Often WorkCover will agree with the employer that an injury is not work-related, however the claimant will seek review. When this happens, the Regulator must decide whether to confirm WorkCover’s decision to reject the claim as being non-work related, or overturn it thereby accepting the claim.
When a decision is overturned on review, it is normally difficult and costly to successfully appeal the Review decision to the Queensland Industrial Relations Commission. Ensuring the Regulator correctly determines the matter is therefore of utmost importance. A wrong decision may result in increased workers’ compensation premiums and WorkCover may potentially have to defend a common law claim.
So what should an employer do when they are notified of an application for review?
The first thing is to check that the information the claimant provides to the Regulator is correct. The claimant will be granted an opportunity to provide additional evidence to the Regulator, and to make submissions. You, as employer, will be entitled to that information if it has not previously been considered by WorkCover.

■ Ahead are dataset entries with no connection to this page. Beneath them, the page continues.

//! Audit records explaining what the planner did not choose.

use serde::{Deserialize, Serialize};
use std::fmt;

use crate::domain::values::action::ActionCandidate;
use crate::domain::values::evaluation::InfeasibilityReason;
use crate::domain::values::trade_side::TradeSide;

/// Serialized as a flat string: `lower_score` or the infeasibility cause.
#[derive(Debug, Clone, Copy, PartialEq, Eq, Serialize, Deserialize)]
#[serde(into = "String", try_from = "String")]
pub enum RejectionReason {
    LowerScore,
    Infeasible(InfeasibilityReason),
}

impl From<RejectionReason> for String {
    fn from(reason: RejectionReason) -> Self {
        reason.to_string()
    }
}

impl TryFrom<String> for RejectionReason {
    type Error = String;
    fn try_from(s: String) -> Result<Self, Self::Error> {
        if s == "lower_score" {
            return Ok(RejectionReason::LowerScore);
        }
        serde_json::from_value(serde_json::Value::String(s.clone()))
            .map(RejectionReason::Infeasible)
            .map_err(|_| format!("Unknown rejection reason: {s}"))
    }
}

impl fmt::Display for RejectionReason {
    fn fmt(&self, f: &mut fmt::Formatter<'_>) -> fmt::Result {
        match self {
            RejectionReason::LowerScore => write!(f, "lower_score"),
            RejectionReason::Infeasible(reason) => write!(f, "{reason}"),
        }
    }
}

#[derive(Debug, Clone, PartialEq, Serialize, Deserialize)]
pub struct RejectedSequence {
    pub rank: usize,
    pub pattern: String,
    pub sequence_hash: String,
    pub actions: Vec<ActionCandidate>,
    pub score: f64,
    pub feasible: bool,
    pub reason: RejectionReason,
}

#[derive(Debug, Clone, PartialEq, Serialize, Deserialize)]
pub struct RejectedOpportunity {
    pub side: TradeSide,
    pub symbol: String,
    pub name: String,
    pub original_reason: String,
    pub reasons: Vec<String>,
}

#[derive(Debug, Clone, PartialEq, Serialize, Deserialize)]
pub struct PreFilteredSecurity {
    pub isin: String,
    pub symbol: String,
    pub name: String,
    pub calculator: String,
    pub reasons: Vec<String>,
}
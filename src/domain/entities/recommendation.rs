use chrono::{DateTime, Utc};
use serde::{Deserialize, Serialize};

use crate::domain::values::recommendation_status::RecommendationStatus;
use crate::domain::values::trade_side::TradeSide;

const EMERGENCY_KEYWORDS: [&str; 8] = [
    "emergency",
    "negative balance",
    "margin call",
    "urgent",
    "critical",
    "risk limit",
    "stop loss",
    "forced",
];

/// True when a reason text signals an emergency action.
pub fn is_emergency_reason(reason: &str) -> bool {
    let lower = reason.to_lowercase();
    EMERGENCY_KEYWORDS.iter().any(|k| lower.contains(k))
}

/// Fields a caller supplies when creating or refreshing a recommendation.
#[derive(Debug, Clone, PartialEq, Serialize, Deserialize)]
pub struct RecommendationDraft {
    pub symbol: String,
    pub name: String,
    pub side: TradeSide,
    pub quantity: i64,
    pub estimated_price: f64,
    pub estimated_value: f64,
    pub reason: String,
    pub currency: String,
    pub priority: f64,
    pub current_portfolio_score: f64,
    pub new_portfolio_score: f64,
    pub portfolio_hash: String,
}

impl RecommendationDraft {
    /// Identity used for deduplication.
    pub fn matches(&self, rec: &Recommendation) -> bool {
        rec.symbol == self.symbol
            && rec.side == self.side
            && rec.reason == self.reason
            && rec.portfolio_hash == self.portfolio_hash
    }
}

#[derive(Debug, Clone, PartialEq, Serialize, Deserialize)]
pub struct Recommendation {
    pub uuid: String,
    pub symbol: String,
    pub name: String,
    pub side: TradeSide,
    pub quantity: i64,
    pub estimated_price: f64,
    pub estimated_value: f64,
    pub reason: String,
    pub currency: String,
    pub priority: f64,
    pub current_portfolio_score: f64,
    pub new_portfolio_score: f64,
    pub score_change: f64,
    pub status: RecommendationStatus,
    pub portfolio_hash: String,
    pub retry_count: i64,
    pub last_attempt_at: Option<DateTime<Utc>>,
    pub failure_reason: Option<String>,
    pub created_at: DateTime<Utc>,
    pub updated_at: DateTime<Utc>,
    pub executed_at: Option<DateTime<Utc>>,
}

impl Recommendation {
    pub fn from_draft(draft: RecommendationDraft, now: DateTime<Utc>) -> Self {
        Self {
            uuid: uuid::Uuid::new_v4().to_string(),
            score_change: draft.new_portfolio_score - draft.current_portfolio_score,
            symbol: draft.symbol,
            name: draft.name,
            side: draft.side,
            quantity: draft.quantity,
            estimated_price: draft.estimated_price,
            estimated_value: draft.estimated_value,
            reason: draft.reason,
            currency: draft.currency,
            priority: draft.priority,
            current_portfolio_score: draft.current_portfolio_score,
            new_portfolio_score: draft.new_portfolio_score,
            status: RecommendationStatus::Pending,
            portfolio_hash: draft.portfolio_hash,
            retry_count: 0,
            last_attempt_at: None,
            failure_reason: None,
            created_at: now,
            updated_at: now,
            executed_at: None,
        }
    }

    /// Refreshes the mutable fields from a matching draft, keeping identity and lifecycle.
    pub fn apply_draft(&mut self, draft: &RecommendationDraft, now: DateTime<Utc>) {
        self.name = draft.name.clone();
        self.quantity = draft.quantity;
        self.estimated_price = draft.estimated_price;
        self.estimated_value = draft.estimated_value;
        self.currency = draft.currency.clone();
        self.priority = draft.priority;
        self.current_portfolio_score = draft.current_portfolio_score;
        self.new_portfolio_score = draft.new_portfolio_score;
        self.score_change = draft.new_portfolio_score - draft.current_portfolio_score;
        self.updated_at = now;
    }

    pub fn is_pending(&self) -> bool {
        self.status == RecommendationStatus::Pending
    }

    pub fn is_emergency(&self) -> bool {
        is_emergency_reason(&self.reason)
    }
}

#[cfg(test)]
mod tests {
    use super::*;

    #[test]
    fn detects_emergency_keywords() {
        assert!(is_emergency_reason("Stop loss triggered due to margin call"));
        assert!(is_emergency_reason("URGENT: negative balance"));
        assert!(!is_emergency_reason("Rebalance: overweight"));
        assert!(!is_emergency_reason(""));
    }

    #[test]
    fn apply_draft_recomputes_score_change() {
        let now = Utc::now();
        let draft = RecommendationDraft {
            symbol: "AAPL".into(),
            name: "Apple".into(),
            side: TradeSide::Buy,
            quantity: 1,
            estimated_price: 100.0,
            estimated_value: 100.0,
            reason: "underweight".into(),
            currency: "EUR".into(),
            priority: 0.0,
            current_portfolio_score: 0.5,
            new_portfolio_score: 0.6,
            portfolio_hash: "h".into(),
        };
        let mut rec = Recommendation::from_draft(draft.clone(), now);
        assert!((rec.score_change - 0.1).abs() < 1e-9);

        let mut updated = draft;
        updated.new_portfolio_score = 0.7;
        rec.apply_draft(&updated, now);
        assert!((rec.score_change - 0.2).abs() < 1e-9);
        assert!(rec.is_pending());
    }
}
use serde::{Deserialize, Serialize};

use crate::domain::values::audit::{PreFilteredSecurity, RejectedOpportunity, RejectedSequence};
use crate::domain::values::trade_side::TradeSide;

/// One pending recommendation as shown to the UI.
#[derive(Debug, Clone, PartialEq, Serialize, Deserialize)]
pub struct PlanViewStep {
    pub step: usize,
    pub uuid: String,
    pub symbol: String,
    pub name: String,
    pub side: TradeSide,
    pub quantity: i64,
    pub estimated_price: f64,
    pub estimated_value: f64,
    pub currency: String,
    pub reason: String,
    pub portfolio_score_before: f64,
    pub portfolio_score_after: f64,
    pub score_change: f64,
    pub available_cash_before: f64,
    pub available_cash_after: f64,
    pub is_emergency: bool,
}

/// Plan reconstructed from pending recommendations plus stored audit data.
#[derive(Debug, Clone, Default, PartialEq, Serialize, Deserialize)]
pub struct PlanView {
    pub steps: Vec<PlanViewStep>,
    #[serde(skip_serializing_if = "Option::is_none")]
    pub portfolio_hash: Option<String>,
    pub current_score: f64,
    pub end_state_score: f64,
    pub total_score_improvement: f64,
    pub final_available_cash: f64,
    #[serde(skip_serializing_if = "Option::is_none")]
    pub evaluated_count: Option<usize>,
    #[serde(skip_serializing_if = "Option::is_none")]
    pub rejected_opportunities: Option<Vec<RejectedOpportunity>>,
    #[serde(skip_serializing_if = "Option::is_none")]
    pub pre_filtered_securities: Option<Vec<PreFilteredSecurity>>,
    #[serde(skip_serializing_if = "Option::is_none")]
    pub rejected_sequences: Option<Vec<RejectedSequence>>,
}
use std::sync::Arc;

use chrono::Duration;
use serde::Serialize;
use tracing::{info, warn};

use crate::application::planner::PlanningOutcome;
use crate::domain::entities::plan_view::PlanView;
use crate::domain::entities::recommendation::Recommendation;
use crate::domain::error::DomainError;
use crate::domain::ports::recommendation_repository::{PendingCounts, RecommendationRepository};
use crate::domain::values::trade_side::TradeSide;

/// Result of reporting a failed execution attempt.
#[derive(Debug, Clone, Copy, PartialEq, Eq, Serialize)]
#[serde(tag = "outcome", rename_all = "snake_case")]
pub enum RetryOutcome {
    WillRetry { attempts: i64 },
    GaveUp { attempts: i64 },
}

#[derive(Debug, Clone, Copy, Default, PartialEq, Eq, Serialize)]
pub struct GarbageCollection {
    pub recommendations_deleted: usize,
    pub audit_entries_pruned: usize,
}

pub struct RecommendationsUseCase {
    repo: Arc<dyn RecommendationRepository>,
    max_retries: i64,
}

impl RecommendationsUseCase {
    pub fn new(repo: Arc<dyn RecommendationRepository>, max_retries: i64) -> Self {
        Self { repo, max_retries }
    }

    /// Persists a planning run: the plan replaces whatever was pending and the
    /// audit trail is stored under the run's portfolio hash.
    pub fn store_outcome(&self, outcome: &PlanningOutcome) -> Result<usize, DomainError> {
        let hash = outcome.portfolio_hash.as_str();
        self.repo
            .store_rejected_opportunities(hash, outcome.rejected_opportunities.clone())?;
        self.repo
            .store_pre_filtered_securities(hash, outcome.pre_filtered_securities.clone())?;
        self.repo
            .store_rejected_sequences(hash, outcome.rejected_sequences.clone())?;
        self.repo.store_evaluated_count(hash, outcome.evaluated_count)?;
        self.repo.store_plan(&outcome.plan, hash)
    }

    pub fn plan_view(&self, starting_cash_eur: f64) -> Result<PlanView, DomainError> {
        let repo = Arc::clone(&self.repo);
        let lookup = move |hash: &str| -> Result<usize, DomainError> {
            Ok(repo.get_evaluated_count(hash)?.unwrap_or(0))
        };
        self.repo.get_recommendations_as_plan(Some(&lookup), starting_cash_eur)
    }

    pub fn pending(&self, limit: i64) -> Result<Vec<Recommendation>, DomainError> {
        self.repo.get_pending_recommendations(limit)
    }

    pub fn counts(&self) -> Result<PendingCounts, DomainError> {
        self.repo.count_pending_by_side()
    }

    pub fn get(&self, uuid: &str) -> Result<Recommendation, DomainError> {
        self.repo
            .get_recommendation(uuid)?
            .ok_or_else(|| DomainError::NotFound(format!("recommendation {uuid}")))
    }

    /// Marks every pending match executed. Returns how many were updated.
    pub fn record_execution(&self, symbol: &str, side: TradeSide, portfolio_hash: &str) -> Result<usize, DomainError> {
        let matches = self.repo.find_matching_for_execution(symbol, side, portfolio_hash)?;
        for rec in &matches {
            self.repo.mark_executed(&rec.uuid)?;
        }
        info!(symbol, %side, executed = matches.len(), "Recorded execution");
        Ok(matches.len())
    }

    pub fn record_failure(&self, uuid: &str, reason: &str) -> Result<RetryOutcome, DomainError> {
        let rec = self.get(uuid)?;
        if !rec.is_pending() {
            return Err(DomainError::InvalidInput(format!(
                "recommendation {uuid} is {}, not pending",
                rec.status
            )));
        }
        self.repo.record_failed_attempt(uuid, reason)?;
        let attempts = rec.retry_count + 1;
        if attempts < self.max_retries {
            return Ok(RetryOutcome::WillRetry { attempts });
        }
        if let Err(e) = self.repo.mark_failed(uuid, reason) {
            warn!(uuid, error = %e, "Failed to mark recommendation as failed");
        }
        Ok(RetryOutcome::GaveUp { attempts })
    }

    pub fn dismiss(&self, portfolio_hash: Option<&str>) -> Result<usize, DomainError> {
        match portfolio_hash {
            Some(hash) => self.repo.dismiss_all_by_portfolio_hash(hash),
            None => self.repo.dismiss_all_pending(),
        }
    }

    /// Applies one retention window to recommendations and audit data alike.
    pub fn collect_garbage(&self, max_age: Duration) -> Result<GarbageCollection, DomainError> {
        let gc = GarbageCollection {
            recommendations_deleted: self.repo.delete_older_than(max_age)?,
            audit_entries_pruned: self.repo.prune_audit_older_than(max_age)?,
        };
        info!(
            deleted = gc.recommendations_deleted,
            pruned = gc.audit_entries_pruned,
            "Garbage collection complete"
        );
        Ok(gc)
    }
}
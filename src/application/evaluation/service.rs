//! Parallel batch evaluation on a dedicated rayon pool.

use std::sync::atomic::{AtomicUsize, Ordering};
use std::time::Instant;

use rayon::prelude::*;
use tokio_util::sync::CancellationToken;
use tracing::{debug, info};

use crate::domain::error::DomainError;
use crate::domain::ports::progress::{emit, ProgressReporter};
use crate::domain::values::action::ActionSequence;
use crate::domain::values::context::OpportunityContext;
use crate::domain::values::evaluation::EvaluationResult;
use crate::domain::values::planner_config::PlannerConfiguration;
use crate::domain::values::progress::{ProgressDetails, ProgressPhase, ProgressUpdate};

use super::simulation::EvaluationContext;
use super::evaluate_sequence;

const MIN_WORKERS: usize = 2;
const PROGRESS_EVERY: usize = 50;

pub struct EvaluationService {
    pool: rayon::ThreadPool,
    workers: usize,
}

impl EvaluationService {
    /// Builds the worker pool. `None` sizes it to the available parallelism;
    /// either way at least two workers are started.
    pub fn new(workers: Option<usize>) -> Result<Self, DomainError> {
        let workers = workers
            .filter(|n| *n > 0)
            .unwrap_or_else(|| {
                std::thread::available_parallelism()
                    .map(|n| n.get())
                    .unwrap_or(MIN_WORKERS)
            })
            .max(MIN_WORKERS);
        let pool = rayon::ThreadPoolBuilder::new()
            .num_threads(workers)
            .thread_name(|i| format!("planner-eval-{i}"))
            .build()
            .map_err(|e| DomainError::Evaluation(format!("Failed to build worker pool: {}", e)))?;
        Ok(Self { pool, workers })
    }

    pub fn workers(&self) -> usize {
        self.workers
    }

    pub fn batch_evaluate(
        &self,
        cancel: &CancellationToken,
        sequences: &[ActionSequence],
        portfolio_hash: &str,
        config: &PlannerConfiguration,
        opportunity_ctx: &OpportunityContext,
    ) -> Result<Vec<EvaluationResult>, DomainError> {
        self.batch_evaluate_with_progress(cancel, sequences, portfolio_hash, config, opportunity_ctx, None)
    }

    /// Evaluates every sequence and returns one result per input, in input
    /// order. Once `cancel` fires no further sequences are started and the
    /// batch fails with [`DomainError::Cancelled`].
    pub fn batch_evaluate_with_progress(
        &self,
        cancel: &CancellationToken,
        sequences: &[ActionSequence],
        portfolio_hash: &str,
        config: &PlannerConfiguration,
        opportunity_ctx: &OpportunityContext,
        progress: Option<&dyn ProgressReporter>,
    ) -> Result<Vec<EvaluationResult>, DomainError> {
        if sequences.is_empty() {
            return Err(DomainError::InvalidInput("no sequences to evaluate".to_string()));
        }
        let ctx = EvaluationContext::new(opportunity_ctx, config);
        self.evaluate_in_context(cancel, &ctx, sequences, portfolio_hash, progress)
    }

    /// Same as [`Self::batch_evaluate_with_progress`] against an already
    /// derived context.
    pub fn evaluate_in_context(
        &self,
        cancel: &CancellationToken,
        ctx: &EvaluationContext,
        sequences: &[ActionSequence],
        portfolio_hash: &str,
        progress: Option<&dyn ProgressReporter>,
    ) -> Result<Vec<EvaluationResult>, DomainError> {
        if sequences.is_empty() {
            return Err(DomainError::InvalidInput("no sequences to evaluate".to_string()));
        }
        if cancel.is_cancelled() {
            return Err(DomainError::Cancelled);
        }

        let total = sequences.len();
        let done = AtomicUsize::new(0);
        let started = Instant::now();

        info!(
            sequences = total,
            workers = self.workers,
            portfolio_hash = %portfolio_hash,
            "Evaluating sequences"
        );

        let results: Vec<Option<EvaluationResult>> = self.pool.install(|| {
            sequences
                .par_iter()
                .map(|sequence| {
                    if cancel.is_cancelled() {
                        return None;
                    }
                    let result = evaluate_sequence(ctx, sequence, portfolio_hash);
                    let n = done.fetch_add(1, Ordering::Relaxed) + 1;
                    if n % PROGRESS_EVERY == 0 || n == total {
                        let elapsed = started.elapsed().as_secs_f64();
                        emit(
                            progress,
                            ProgressUpdate::new(
                                ProgressPhase::SequenceEvaluation,
                                "batch",
                                n,
                                total,
                                format!("Evaluated {n}/{total} sequences"),
                            )
                            .with_details(ProgressDetails {
                                sequences_count: Some(total),
                                sequences_per_second: (elapsed > 0.0).then(|| n as f64 / elapsed),
                                ..ProgressDetails::default()
                            }),
                        );
                    }
                    Some(result)
                })
                .collect()
        });

        let results: Vec<EvaluationResult> = match results.into_iter().collect::<Option<Vec<_>>>() {
            Some(results) => results,
            None => {
                debug!(completed = done.load(Ordering::Relaxed), total, "Evaluation cancelled");
                return Err(DomainError::Cancelled);
            }
        };

        let feasible = results.iter().filter(|r| r.feasible).count();
        info!(
            evaluated = results.len(),
            feasible,
            elapsed_ms = started.elapsed().as_millis() as u64,
            "Evaluation complete"
        );
        Ok(results)
    }
}
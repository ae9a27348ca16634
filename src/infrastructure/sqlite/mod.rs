pub mod migrations;
pub mod recommendation_repo;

Often the claimant will present facts that are inconsistent with your understanding of the claim and the key events as they occurred. This happens in respect of all kinds of injuries, from physical to psychiatric. Unfortunately, claimants are not always accurate when describing work processes or their version of key events. Alternatively, their treatment providers and lawyers might misconstrue their instructions, and, as such, what actually occurred.
Recently we were successful in having the Regulator confirm WorkCover’s decision to reject a claim for a physical injury on behalf of an employer client. That happened notwithstanding that the claimant provided evidence from an orthopaedic surgeon that the work activities caused injury.
In that claim, the worker’s description of her work duties was inaccurate, and the orthopaedic surgeon therefore lacked an adequate understanding of what actually occurred. As a consequence, he could not confidently comment on the cause of the injury, or whether work significantly contributed to it.
Being provided with an inaccurate history obviously undermines the specialist’s evidence. In that case, the evidence of an occupational physician was preferred over an orthopaedic surgeon.
Similar matters arise in claims for psychiatric injury. Often there will be conflicting views about what occurred, and who was at fault in certain circumstances. The claimant’s perception of events typically plays a key role in their recollection of what occurred in psychiatric claims and does not necessarily withstand scrutiny when other witnesses’ versions of events are considered.
Getting across the employer’s viewpoint is therefore significantly important, and may save the business from an unmeritorious claim being accepted; a premium increase; damage to reputation; and WorkCover having to defend a common law claim.
We, therefore, recommend being mindful your rights to submit further evidence to the regulator when this situation arises.